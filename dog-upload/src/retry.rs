use async_trait::async_trait;
use bytes::Bytes;
use std::future::Future;
use std::time::Duration;
use tracing::warn;

use crate::{AclPolicy, BlobStore, BucketIdentity, StoreResult, StoredObject};

/// Backoff schedule for [`RetryingStore`]
#[derive(Debug, Clone)]
pub struct RetryPolicy {
    /// Total attempts including the first
    pub max_attempts: u32,
    pub base_backoff: Duration,
    pub max_backoff: Duration,
}

impl Default for RetryPolicy {
    fn default() -> Self {
        Self {
            max_attempts: 3,
            base_backoff: Duration::from_millis(200),
            max_backoff: Duration::from_secs(5),
        }
    }
}

impl RetryPolicy {
    pub fn new() -> Self {
        Self::default()
    }

    pub fn with_max_attempts(mut self, attempts: u32) -> Self {
        self.max_attempts = attempts.max(1);
        self
    }

    pub fn with_backoff(mut self, base: Duration, max: Duration) -> Self {
        self.base_backoff = base;
        self.max_backoff = max;
        self
    }

    /// Delay before retry number `retry` (1-based), doubling up to the cap
    pub fn backoff(&self, retry: u32) -> Duration {
        let factor = 2u32.saturating_pow(retry.saturating_sub(1));
        self.base_backoff
            .saturating_mul(factor)
            .min(self.max_backoff)
    }
}

/// Blob store decorator retrying transient failures.
///
/// Object keys are deterministic, so repeating a put overwrites the same object.
/// Bucket creation is passed through untouched: its failures are expected.
pub struct RetryingStore<S> {
    inner: S,
    policy: RetryPolicy,
}

impl<S: BlobStore> RetryingStore<S> {
    pub fn new(inner: S, policy: RetryPolicy) -> Self {
        Self { inner, policy }
    }

    pub fn inner(&self) -> &S {
        &self.inner
    }

    async fn run<T, F, Fut>(&self, op: &str, mut attempt: F) -> StoreResult<T>
    where
        F: FnMut() -> Fut,
        Fut: Future<Output = StoreResult<T>>,
    {
        let mut retry = 0;
        loop {
            match attempt().await {
                Err(e) if e.is_retryable() && retry + 1 < self.policy.max_attempts => {
                    retry += 1;
                    let delay = self.policy.backoff(retry);
                    warn!(op, retry, ?delay, error = %e, "retrying store operation");
                    tokio::time::sleep(delay).await;
                }
                other => return other,
            }
        }
    }
}

#[async_trait]
impl<S: BlobStore> BlobStore for RetryingStore<S> {
    async fn put(
        &self,
        bucket: &str,
        key: &str,
        body: Bytes,
        acl: &AclPolicy,
    ) -> StoreResult<StoredObject> {
        self.run("put", || self.inner.put(bucket, key, body.clone(), acl))
            .await
    }

    async fn get(&self, bucket: &str, key: &str) -> StoreResult<Bytes> {
        self.run("get", || self.inner.get(bucket, key)).await
    }

    async fn bucket_exists(&self, bucket: &str) -> StoreResult<bool> {
        self.run("bucket_exists", || self.inner.bucket_exists(bucket))
            .await
    }

    async fn create_bucket(&self, bucket: &BucketIdentity, acl: &AclPolicy) -> StoreResult<()> {
        self.inner.create_bucket(bucket, acl).await
    }
}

» **WORK TASK**:
Every record above needs to be restated exactly.

» **REPLY**:
filename dog-upload/src/retry.rs
use async_trait::async_trait;
use bytes::Bytes;
use std::future::Future;
use std::time::Duration;
use tracing::warn;

use crate::{AclPolicy, BlobStore, BucketIdentity, StoreResult, StoredObject};

/// Backoff schedule for [`RetryingStore`]
#[derive(Debug, Clone)]
pub struct RetryPolicy {
    /// Total attempts including the first
    pub max_attempts: u32,
    pub base_backoff: Duration,
    pub max_backoff: Duration,
}

impl Default for RetryPolicy {
    fn default() -> Self {
        Self {
            max_attempts: 3,
            base_backoff: Duration::from_millis(200),
            max_backoff: Duration::from_secs(5),
        }
    }
}

impl RetryPolicy {
    pub fn new() -> Self {
        Self::default()
    }

    pub fn with_max_attempts(mut self, attempts: u32) -> Self {
        self.max_attempts = attempts.max(1);
        self
    }

    pub fn with_backoff(mut self, base: Duration, max: Duration) -> Self {
        self.base_backoff = base;
        self.max_backoff = max;
        self
    }

    /// Delay before retry number `retry` (1-based), doubling up to the cap
    pub fn backoff(&self, retry: u32) -> Duration {
        let factor = 2u32.saturating_pow(retry.saturating_sub(1));
        self.base_backoff
            .saturating_mul(factor)
            .min(self.max_backoff)
    }
}

/// Blob store decorator retrying transient failures.
///
/// Object keys are deterministic, so repeating a put overwrites the same object.
/// Bucket creation is passed through untouched: its failures are expected.
pub struct RetryingStore<S> {
    inner: S,
    policy: RetryPolicy,
}

impl<S: BlobStore> RetryingStore<S> {
    pub fn new(inner: S, policy: RetryPolicy) -> Self {
        Self { inner, policy }
    }

    pub fn inner(&self) -> &S {
        &self.inner
    }

    async fn run<T, F, Fut>(&self, op: &str, mut attempt: F) -> StoreResult<T>
    where
        F: FnMut() -> Fut,
        Fut: Future<Output = StoreResult<T>>,
    {
        let mut retry = 0;
        loop {
            match attempt().await {
                Err(e) if e.is_retryable() && retry + 1 < self.policy.max_attempts => {
                    retry += 1;
                    let delay = self.policy.backoff(retry);
                    warn!(op, retry, ?delay, error = %e, "retrying store operation");
                    tokio::time::sleep(delay).await;
                }
                other => return other,
            }
        }
    }
}

#[async_trait]
impl<S: BlobStore> BlobStore for RetryingStore<S> {
    async fn put(
        &self,
        bucket: &str,
        key: &str,
        body: Bytes,
        acl: &AclPolicy,
    ) -> StoreResult<StoredObject> {
        self.run("put", || self.inner.put(bucket, key, body.clone(), acl))
            .await
    }

    async fn get(&self, bucket: &str, key: &str) -> StoreResult<Bytes> {
        self.run("get", || self.inner.get(bucket, key)).await
    }

    async fn bucket_exists(&self, bucket: &str) -> StoreResult<bool> {
        self.run("bucket_exists", || self.inner.bucket_exists(bucket))
            .await
    }

    async fn create_bucket(&self, bucket: &BucketIdentity, acl: &AclPolicy) -> StoreResult<()> {
        self.inner.create_bucket(bucket, acl).await
    }
}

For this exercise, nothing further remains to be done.